In this paper, we describe for the first time a complete appendicular skeleton of a subadult Protoceratops andrewsi, and compare its morphology and adaptations to those of non-ceratopsid ceratopsians. We scrutinized all of the characters relevant to locomotion and body posture. Overall, Yinlong, Psittacosaurus, Graciliceratops, Mosaiceratops, Liaoceratops, Archaeoceratops, and Breviceratops show many features indicative of bipedality.

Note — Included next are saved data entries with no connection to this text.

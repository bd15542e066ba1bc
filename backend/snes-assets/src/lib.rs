//! SNES asset codecs and hardware-budget modeling: planar tiles, BGR555 palettes, OAM, cartridge
//! headers, VRAM budgets, sprite-sheet import, and ROM header analysis.

pub mod cartridge;
pub mod num;
pub mod oam;
pub mod palette;
pub mod render;
pub mod rom;
pub mod spritesheet;
pub mod store;
pub mod tile;
pub mod tilemap;
pub mod vram;

pub use cartridge::{CartridgeConfig, CartridgeError, Chip, MappingMode, RomSize, RomSpeed, SramSize};
pub use oam::{OAM_CAPACITY, ObjSizeSelect, OamEntry, OamTable};
pub use palette::{Palette, PaletteBank, SnesColor};
pub use rom::{RomAnalysis, RomHeader};
pub use store::AssetStore;
pub use tile::{Tile, TileDepth};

On the other hand, Auroraceratops, Protoceratops, and leptoceratopsids seem to be mainly quadrupedal, although their skeleton shows some traits which may indicate occasional ability to stand on their hind limbs.

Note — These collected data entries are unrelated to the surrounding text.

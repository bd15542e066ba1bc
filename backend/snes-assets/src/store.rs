//! In-memory snapshot of a project's assets
//!
//! Operations that change the store take `&self` and return a new store, so a caller can swap the
//! whole snapshot in one step or drop it on error.

use crate::cartridge::CartridgeConfig;
use crate::oam::{OamEntry, OamTable};
use crate::palette::PaletteBank;
use crate::tile::{Tile, TileDepth};
use rustc_hash::FxHashMap;
use thiserror::Error;

#[derive(Debug, Clone, PartialEq, Eq)]
#[cfg_attr(feature = "serde", derive(serde::Serialize, serde::Deserialize))]
pub struct AnimationFrame {
    // In 60 Hz frames
    pub duration: u8,
    pub entries: Vec<OamEntry>,
}

#[derive(Debug, Clone, PartialEq, Eq)]
#[cfg_attr(feature = "serde", derive(serde::Serialize, serde::Deserialize))]
pub struct SpriteAnimation {
    pub name: String,
    pub frames: Vec<AnimationFrame>,
}

impl SpriteAnimation {
    /// Sum of all frame durations.
    #[must_use]
    pub fn total_duration(&self) -> u32 {
        self.frames.iter().map(|frame| u32::from(frame.duration)).sum()
    }
}

#[derive(Debug, Error, PartialEq, Eq)]
pub enum StoreError {
    #[error("animation '{0}' already exists")]
    DuplicateAnimation(String),
    #[error("animation '{animation}' references tile {tile} but the store only has {tile_count} tiles")]
    TileOutOfRange { animation: String, tile: u16, tile_count: usize },
}

pub type StoreResult<T> = Result<T, StoreError>;

#[derive(Debug, Clone, PartialEq, Eq, Default)]
#[cfg_attr(feature = "serde", derive(serde::Serialize, serde::Deserialize))]
pub struct AssetStore {
    pub tiles: Vec<Tile>,
    pub palettes: PaletteBank,
    pub animations: Vec<SpriteAnimation>,
    pub oam: OamTable,
    pub cartridge: CartridgeConfig,
}

impl AssetStore {
    /// Index of the first tile with exactly these pixels. Categories are ignored.
    #[must_use]
    pub fn find_tile(&self, tile: &Tile) -> Option<usize> {
        self.tiles.iter().position(|existing| existing.same_pixels(tile))
    }

    /// Pixel content to tile index for every tile, keeping the first index of duplicates.
    #[must_use]
    pub fn tile_index(&self) -> FxHashMap<[u8; 64], usize> {
        let mut index = FxHashMap::default();
        for (i, tile) in self.tiles.iter().enumerate() {
            index.entry(tile.pixels).or_insert(i);
        }
        index
    }

    #[must_use]
    pub fn animation(&self, name: &str) -> Option<&SpriteAnimation> {
        self.animations.iter().find(|animation| animation.name == name)
    }

    /// Return a copy of the store with `animation` appended.
    ///
    /// # Errors
    ///
    /// Fails if an animation with the same name exists or if any frame references a tile the store
    /// does not hold.
    pub fn with_animation(&self, animation: SpriteAnimation) -> StoreResult<Self> {
        if self.animation(&animation.name).is_some() {
            return Err(StoreError::DuplicateAnimation(animation.name));
        }

        let out_of_range = animation
            .frames
            .iter()
            .flat_map(|frame| &frame.entries)
            .find(|entry| usize::from(entry.tile) >= self.tiles.len());
        if let Some(entry) = out_of_range {
            return Err(StoreError::TileOutOfRange {
                animation: animation.name,
                tile: entry.tile,
                tile_count: self.tiles.len(),
            });
        }

        let mut store = self.clone();
        store.animations.push(animation);
        Ok(store)
    }

    /// Every tile encoded at `depth`, in store order.
    #[must_use]
    pub fn chr_bytes(&self, depth: TileDepth) -> Vec<u8> {
        Tile::encode_many(&self.tiles, depth)
    }
}

#[cfg(test)]
mod tests {
    use super::*;
    use test_log::test;

    fn store_with_tiles(count: u8) -> AssetStore {
        AssetStore {
            tiles: (0..count).map(|i| Tile::from_pixels([i; 64])).collect(),
            ..AssetStore::default()
        }
    }

    #[test]
    fn default_store() {
        let store = AssetStore::default();
        assert!(store.tiles.is_empty());
        assert_eq!(store.palettes, PaletteBank::default_bank());
        assert!(store.oam.is_empty());
        assert_eq!(store.cartridge, CartridgeConfig::default());
    }

    #[test]
    fn find_tile_ignores_category() {
        let store = store_with_tiles(3);
        let probe = Tile::from_pixels([2; 64]).with_category("enemies");

        assert_eq!(store.find_tile(&probe), Some(2));
        assert_eq!(store.find_tile(&Tile::from_pixels([9; 64])), None);
        assert_eq!(store.tile_index().get(&[1; 64]), Some(&1));
    }

    #[test]
    fn with_animation_validates_tiles() {
        let store = store_with_tiles(2);
        let frame = |tile| AnimationFrame { duration: 4, entries: vec![OamEntry::new(0, 0, tile)] };

        let ok = SpriteAnimation { name: "walk".into(), frames: vec![frame(0), frame(1)] };
        let updated = store.with_animation(ok.clone()).unwrap();
        assert_eq!(updated.animation("walk").map(SpriteAnimation::total_duration), Some(8));
        assert!(store.animations.is_empty());

        assert_eq!(
            updated.with_animation(ok),
            Err(StoreError::DuplicateAnimation("walk".into()))
        );

        let bad = SpriteAnimation { name: "jump".into(), frames: vec![frame(2)] };
        assert_eq!(
            store.with_animation(bad),
            Err(StoreError::TileOutOfRange { animation: "jump".into(), tile: 2, tile_count: 2 })
        );
    }
}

The postcranial skeleton of Protoceratops andrewsi, especially that of mature specimens, shows a set of characters typical of Ceratopsia that presumably employed quadrupedal locomotion. Among these features are the flaring of the scapula blade, a wide glenoid cavity, a high olecranon process, and a crossed radius and ulna. These characters are present in most Neoceratopsia, including Ceratopsidae (where the flaring of the scapula blade is replaced by an eminent crest). Most of these postcranial characters in Protoceratops traced through ontogeny changed their state from those typical of bipedal ceratopsians (such as Psittacosaurus) to those characteristic of quadrupedal ones. This can be interpreted as an indication of facultative bipedalism in young individuals. In the case of the limb proportions, Protoceratops maintained a tibia-to-femur ratio typical of bipedal ceratopsians throughout its life.

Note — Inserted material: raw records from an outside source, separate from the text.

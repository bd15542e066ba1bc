//! RGBA previews of tiles for image output

use crate::palette::{Palette, SnesColor};
use crate::tile::{TILE_HEIGHT, TILE_PIXELS, TILE_WIDTH, Tile};
use image::{Rgba, RgbaImage};

#[derive(Debug, Clone, Copy, PartialEq, Eq, Hash)]
pub struct Color {
    pub r: u8,
    pub g: u8,
    pub b: u8,
    pub a: u8,
}

impl Color {
    pub const TRANSPARENT: Self = Self { r: 0, g: 0, b: 0, a: 0 };

    #[inline]
    #[must_use]
    pub const fn rgb(r: u8, g: u8, b: u8) -> Self {
        Self { r, g, b, a: 255 }
    }
}

impl From<SnesColor> for Color {
    fn from(value: SnesColor) -> Self {
        let (r, g, b) = value.to_rgb888();
        Self::rgb(r, g, b)
    }
}

impl From<Color> for Rgba<u8> {
    fn from(value: Color) -> Self {
        Rgba([value.r, value.g, value.b, value.a])
    }
}

/// Resolve every pixel through `palette`. Index 0 is transparent; indices past 15 wrap into the
/// palette's 16 slots.
#[must_use]
pub fn render_tile(tile: &Tile, palette: &Palette) -> [Color; TILE_PIXELS] {
    tile.pixels.map(|index| match index {
        0 => Color::TRANSPARENT,
        _ => palette.colors[usize::from(index & 0x0F)].into(),
    })
}

/// Lay tiles out left to right, top to bottom, `tiles_per_row` to a row.
#[must_use]
pub fn render_tileset(tiles: &[Tile], palette: &Palette, tiles_per_row: usize) -> RgbaImage {
    let tiles_per_row = tiles_per_row.max(1);
    let columns = tiles_per_row.min(tiles.len()).max(1);
    let rows = tiles.len().div_ceil(tiles_per_row).max(1);

    let mut image = RgbaImage::new((columns * TILE_WIDTH) as u32, (rows * TILE_HEIGHT) as u32);
    for (i, tile) in tiles.iter().enumerate() {
        let base_x = (i % tiles_per_row) * TILE_WIDTH;
        let base_y = (i / tiles_per_row) * TILE_HEIGHT;

        for (pixel_idx, color) in render_tile(tile, palette).into_iter().enumerate() {
            let x = base_x + pixel_idx % TILE_WIDTH;
            let y = base_y + pixel_idx / TILE_WIDTH;
            image.put_pixel(x as u32, y as u32, color.into());
        }
    }

    image
}

#[cfg(test)]
mod tests {
    use super::*;
    use test_log::test;

    #[test]
    fn index_zero_is_transparent() {
        let mut palette = Palette::default();
        palette.colors[0] = SnesColor::WHITE;
        palette.colors[2] = SnesColor::from_rgb5(31, 0, 0);

        let mut tile = Tile::blank();
        tile.set_pixel(1, 0, 2);

        let colors = render_tile(&tile, &palette);
        assert_eq!(colors[0], Color::TRANSPARENT);
        assert_eq!(colors[1], Color::rgb(255, 0, 0));
    }

    #[test]
    fn tileset_layout() {
        let mut palette = Palette::default();
        palette.colors[1] = SnesColor::WHITE;
        let tiles = vec![Tile::blank(), Tile::blank(), Tile::from_pixels([1; 64])];

        let image = render_tileset(&tiles, &palette, 2);
        assert_eq!(image.dimensions(), (16, 16));
        assert_eq!(image.get_pixel(0, 8), &Rgba([255, 255, 255, 255]));
        assert_eq!(image.get_pixel(8, 8), &Rgba([0, 0, 0, 0]));
    }
}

The array of postcranial characters related to the mode of locomotion is distributed unevenly within the group of non-ceratopsid ceratopsians, which may point to the adaptive meaning of these characters. Some of them (e.g., the arching of the femur) are probably related to body mass, whereas other characters previously considered as body mass dependent (e.g., the shape of unguals) may be related to substrate conditions.
Our work provides a comparative base for skeletal morphology in non-ceratopsid neoceratopsians and stresses the importance of detailed anatomical studies for better understanding of functional morphology and early evolution of ceratopsian dinosaurs.